═════ Data excerpts ═════

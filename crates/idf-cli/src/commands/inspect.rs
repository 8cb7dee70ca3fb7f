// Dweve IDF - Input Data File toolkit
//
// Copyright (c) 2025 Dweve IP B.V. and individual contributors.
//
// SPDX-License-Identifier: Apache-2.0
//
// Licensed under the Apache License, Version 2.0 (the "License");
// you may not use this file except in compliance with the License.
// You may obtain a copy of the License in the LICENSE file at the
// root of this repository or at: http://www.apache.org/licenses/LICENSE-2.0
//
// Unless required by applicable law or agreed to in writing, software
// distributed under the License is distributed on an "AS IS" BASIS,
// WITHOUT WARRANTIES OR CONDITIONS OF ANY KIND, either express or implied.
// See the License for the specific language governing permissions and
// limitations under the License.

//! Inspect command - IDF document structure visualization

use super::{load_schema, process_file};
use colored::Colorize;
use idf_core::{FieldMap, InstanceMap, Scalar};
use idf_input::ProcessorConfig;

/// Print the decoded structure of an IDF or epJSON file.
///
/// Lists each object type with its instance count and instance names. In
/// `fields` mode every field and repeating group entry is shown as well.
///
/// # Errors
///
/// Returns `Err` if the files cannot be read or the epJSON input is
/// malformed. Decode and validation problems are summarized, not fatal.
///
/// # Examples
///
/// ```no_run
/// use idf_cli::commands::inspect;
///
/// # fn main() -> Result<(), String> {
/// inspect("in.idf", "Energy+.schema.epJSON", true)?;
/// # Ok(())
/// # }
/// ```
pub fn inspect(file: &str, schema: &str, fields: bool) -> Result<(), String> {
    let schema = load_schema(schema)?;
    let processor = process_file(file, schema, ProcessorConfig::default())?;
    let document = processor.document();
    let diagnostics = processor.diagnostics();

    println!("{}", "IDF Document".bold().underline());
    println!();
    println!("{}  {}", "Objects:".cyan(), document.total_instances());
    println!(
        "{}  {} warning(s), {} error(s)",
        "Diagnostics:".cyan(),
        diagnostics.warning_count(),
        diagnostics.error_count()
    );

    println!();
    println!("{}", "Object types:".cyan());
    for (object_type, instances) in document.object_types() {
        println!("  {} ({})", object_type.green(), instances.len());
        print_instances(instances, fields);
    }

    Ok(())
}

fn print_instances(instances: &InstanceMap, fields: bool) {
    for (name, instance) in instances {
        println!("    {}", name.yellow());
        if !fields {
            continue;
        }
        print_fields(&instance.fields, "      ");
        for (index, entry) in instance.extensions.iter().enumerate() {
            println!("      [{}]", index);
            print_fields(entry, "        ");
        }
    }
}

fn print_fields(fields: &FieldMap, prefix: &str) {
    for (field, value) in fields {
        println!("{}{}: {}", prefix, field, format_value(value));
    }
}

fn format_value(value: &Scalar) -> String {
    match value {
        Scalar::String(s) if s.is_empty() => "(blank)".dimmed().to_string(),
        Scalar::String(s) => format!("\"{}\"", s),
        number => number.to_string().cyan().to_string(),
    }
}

═════
═════ Data excerpts ═════

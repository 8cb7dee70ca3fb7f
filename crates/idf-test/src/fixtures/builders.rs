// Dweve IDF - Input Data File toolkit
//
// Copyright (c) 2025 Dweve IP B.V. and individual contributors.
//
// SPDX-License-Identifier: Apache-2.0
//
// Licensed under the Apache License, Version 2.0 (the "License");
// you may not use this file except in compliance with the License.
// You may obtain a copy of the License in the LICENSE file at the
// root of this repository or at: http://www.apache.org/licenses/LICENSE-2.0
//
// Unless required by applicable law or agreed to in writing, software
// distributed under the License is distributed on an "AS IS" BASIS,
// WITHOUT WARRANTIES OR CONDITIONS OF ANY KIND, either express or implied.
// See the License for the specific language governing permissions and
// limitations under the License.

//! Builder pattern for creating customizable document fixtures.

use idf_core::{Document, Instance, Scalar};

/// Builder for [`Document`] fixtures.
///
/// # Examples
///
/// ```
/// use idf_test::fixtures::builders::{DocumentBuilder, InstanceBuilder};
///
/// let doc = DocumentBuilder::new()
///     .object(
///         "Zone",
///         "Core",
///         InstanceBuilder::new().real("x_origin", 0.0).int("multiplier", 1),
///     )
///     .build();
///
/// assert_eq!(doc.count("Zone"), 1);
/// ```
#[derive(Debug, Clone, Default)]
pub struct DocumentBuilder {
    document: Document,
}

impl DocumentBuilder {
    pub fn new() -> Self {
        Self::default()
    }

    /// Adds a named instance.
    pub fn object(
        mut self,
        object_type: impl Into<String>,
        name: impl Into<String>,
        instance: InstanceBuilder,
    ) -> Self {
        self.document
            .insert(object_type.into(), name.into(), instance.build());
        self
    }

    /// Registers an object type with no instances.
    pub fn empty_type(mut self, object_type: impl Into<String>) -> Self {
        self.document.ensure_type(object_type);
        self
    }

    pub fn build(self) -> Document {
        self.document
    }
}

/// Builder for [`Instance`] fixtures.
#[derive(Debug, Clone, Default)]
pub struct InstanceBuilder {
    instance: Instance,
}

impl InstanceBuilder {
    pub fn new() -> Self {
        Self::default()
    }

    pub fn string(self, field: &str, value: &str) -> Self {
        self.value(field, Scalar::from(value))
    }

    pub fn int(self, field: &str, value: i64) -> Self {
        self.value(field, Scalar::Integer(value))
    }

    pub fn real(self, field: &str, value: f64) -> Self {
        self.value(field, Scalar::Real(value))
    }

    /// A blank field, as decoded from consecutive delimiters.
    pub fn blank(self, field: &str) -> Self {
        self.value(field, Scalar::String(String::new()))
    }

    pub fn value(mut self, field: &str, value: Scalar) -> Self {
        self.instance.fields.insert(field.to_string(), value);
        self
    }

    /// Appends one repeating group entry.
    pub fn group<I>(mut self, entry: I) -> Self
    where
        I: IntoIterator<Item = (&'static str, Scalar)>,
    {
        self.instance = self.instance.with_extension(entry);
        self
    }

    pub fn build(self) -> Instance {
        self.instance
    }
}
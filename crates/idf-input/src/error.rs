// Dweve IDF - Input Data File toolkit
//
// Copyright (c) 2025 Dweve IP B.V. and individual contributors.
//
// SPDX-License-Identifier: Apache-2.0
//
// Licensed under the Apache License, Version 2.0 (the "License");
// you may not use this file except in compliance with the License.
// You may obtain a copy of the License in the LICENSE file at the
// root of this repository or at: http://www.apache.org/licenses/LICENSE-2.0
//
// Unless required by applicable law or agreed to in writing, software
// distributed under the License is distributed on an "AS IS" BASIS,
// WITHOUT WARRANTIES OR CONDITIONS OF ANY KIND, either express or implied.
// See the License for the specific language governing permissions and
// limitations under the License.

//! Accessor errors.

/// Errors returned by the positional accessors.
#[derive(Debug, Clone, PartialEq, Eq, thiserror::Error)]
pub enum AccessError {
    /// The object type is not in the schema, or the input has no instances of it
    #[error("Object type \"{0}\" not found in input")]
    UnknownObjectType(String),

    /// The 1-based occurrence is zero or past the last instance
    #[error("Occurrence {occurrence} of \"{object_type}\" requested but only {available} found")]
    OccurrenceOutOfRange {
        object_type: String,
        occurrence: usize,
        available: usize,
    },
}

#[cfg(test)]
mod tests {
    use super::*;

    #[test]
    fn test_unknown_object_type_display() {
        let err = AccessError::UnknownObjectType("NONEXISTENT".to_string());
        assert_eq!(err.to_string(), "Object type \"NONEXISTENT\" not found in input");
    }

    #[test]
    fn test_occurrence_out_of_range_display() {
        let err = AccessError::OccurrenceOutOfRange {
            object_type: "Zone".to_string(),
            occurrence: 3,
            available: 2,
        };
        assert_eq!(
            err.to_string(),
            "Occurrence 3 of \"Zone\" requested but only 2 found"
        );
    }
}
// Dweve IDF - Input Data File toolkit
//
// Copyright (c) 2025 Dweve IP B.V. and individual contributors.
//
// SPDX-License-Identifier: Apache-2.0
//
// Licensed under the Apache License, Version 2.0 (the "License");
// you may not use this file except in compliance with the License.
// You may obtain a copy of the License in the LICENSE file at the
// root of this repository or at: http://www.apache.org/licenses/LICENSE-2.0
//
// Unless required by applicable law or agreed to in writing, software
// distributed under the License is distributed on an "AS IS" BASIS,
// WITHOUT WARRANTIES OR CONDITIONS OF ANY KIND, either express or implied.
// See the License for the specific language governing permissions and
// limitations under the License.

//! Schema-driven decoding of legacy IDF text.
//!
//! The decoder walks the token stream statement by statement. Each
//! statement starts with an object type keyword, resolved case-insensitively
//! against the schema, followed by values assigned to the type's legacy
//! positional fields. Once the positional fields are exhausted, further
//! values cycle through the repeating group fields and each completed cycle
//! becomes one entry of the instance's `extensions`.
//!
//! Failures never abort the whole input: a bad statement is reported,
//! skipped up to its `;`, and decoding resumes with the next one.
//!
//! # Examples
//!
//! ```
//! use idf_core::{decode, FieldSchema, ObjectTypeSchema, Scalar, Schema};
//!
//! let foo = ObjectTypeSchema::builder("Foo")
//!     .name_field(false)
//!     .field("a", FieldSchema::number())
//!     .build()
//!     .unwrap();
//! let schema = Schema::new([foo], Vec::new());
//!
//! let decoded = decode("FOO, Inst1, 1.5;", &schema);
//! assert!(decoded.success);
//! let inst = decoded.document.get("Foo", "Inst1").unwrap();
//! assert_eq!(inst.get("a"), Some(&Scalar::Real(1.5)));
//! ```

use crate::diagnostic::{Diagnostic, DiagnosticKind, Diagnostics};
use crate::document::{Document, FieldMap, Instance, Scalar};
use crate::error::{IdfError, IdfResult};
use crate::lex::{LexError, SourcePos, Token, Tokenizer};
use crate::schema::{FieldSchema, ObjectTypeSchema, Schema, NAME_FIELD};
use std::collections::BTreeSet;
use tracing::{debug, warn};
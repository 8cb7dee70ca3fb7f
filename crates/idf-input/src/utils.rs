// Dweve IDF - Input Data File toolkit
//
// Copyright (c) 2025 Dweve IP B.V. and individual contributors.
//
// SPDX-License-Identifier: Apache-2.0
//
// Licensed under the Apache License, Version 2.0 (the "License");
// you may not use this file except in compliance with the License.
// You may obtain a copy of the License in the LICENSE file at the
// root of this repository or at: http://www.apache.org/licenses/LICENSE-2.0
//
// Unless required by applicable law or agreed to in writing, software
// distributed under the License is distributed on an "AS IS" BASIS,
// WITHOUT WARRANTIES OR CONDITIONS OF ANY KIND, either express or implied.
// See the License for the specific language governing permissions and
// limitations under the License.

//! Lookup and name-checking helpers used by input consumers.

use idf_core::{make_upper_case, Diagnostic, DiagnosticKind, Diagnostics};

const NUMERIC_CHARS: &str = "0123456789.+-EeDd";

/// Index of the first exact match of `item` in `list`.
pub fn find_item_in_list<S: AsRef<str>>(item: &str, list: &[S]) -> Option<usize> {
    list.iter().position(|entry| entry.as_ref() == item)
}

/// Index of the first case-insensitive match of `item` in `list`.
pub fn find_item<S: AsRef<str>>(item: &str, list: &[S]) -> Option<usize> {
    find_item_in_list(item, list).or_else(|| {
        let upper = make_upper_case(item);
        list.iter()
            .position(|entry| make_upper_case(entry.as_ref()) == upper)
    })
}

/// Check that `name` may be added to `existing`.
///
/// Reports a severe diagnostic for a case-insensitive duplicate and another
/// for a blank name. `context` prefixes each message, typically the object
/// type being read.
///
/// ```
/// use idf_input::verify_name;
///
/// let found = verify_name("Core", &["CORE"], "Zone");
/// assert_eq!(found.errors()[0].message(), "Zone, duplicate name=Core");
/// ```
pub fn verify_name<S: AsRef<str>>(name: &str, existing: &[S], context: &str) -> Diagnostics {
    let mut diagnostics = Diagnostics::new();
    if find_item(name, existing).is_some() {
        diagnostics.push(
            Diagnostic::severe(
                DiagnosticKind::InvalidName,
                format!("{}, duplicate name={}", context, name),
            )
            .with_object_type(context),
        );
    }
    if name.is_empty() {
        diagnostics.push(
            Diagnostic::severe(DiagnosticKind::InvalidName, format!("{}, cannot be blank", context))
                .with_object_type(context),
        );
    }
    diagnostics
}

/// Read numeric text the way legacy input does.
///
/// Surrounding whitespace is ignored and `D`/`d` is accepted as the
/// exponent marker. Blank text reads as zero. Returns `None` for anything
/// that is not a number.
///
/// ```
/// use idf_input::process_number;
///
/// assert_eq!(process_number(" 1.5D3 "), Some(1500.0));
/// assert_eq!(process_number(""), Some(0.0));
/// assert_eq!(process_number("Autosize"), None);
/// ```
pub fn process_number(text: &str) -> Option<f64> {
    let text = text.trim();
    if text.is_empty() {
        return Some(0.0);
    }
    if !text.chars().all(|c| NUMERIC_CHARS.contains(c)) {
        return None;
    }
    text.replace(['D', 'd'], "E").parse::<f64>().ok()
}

═════

Transcribe the records above from the line holding "self.value(field, Scalar::Real(value))" down to the line holding "pub fn value(mut", inclusive, without adding anything.

        self.value(field, Scalar::Real(value))
    }

    /// A blank field, as decoded from consecutive delimiters.
    pub fn blank(self, field: &str) -> Self {
        self.value(field, Scalar::String(String::new()))
    }

    pub fn value(mut self, field: &str, value: Scalar) -> Self {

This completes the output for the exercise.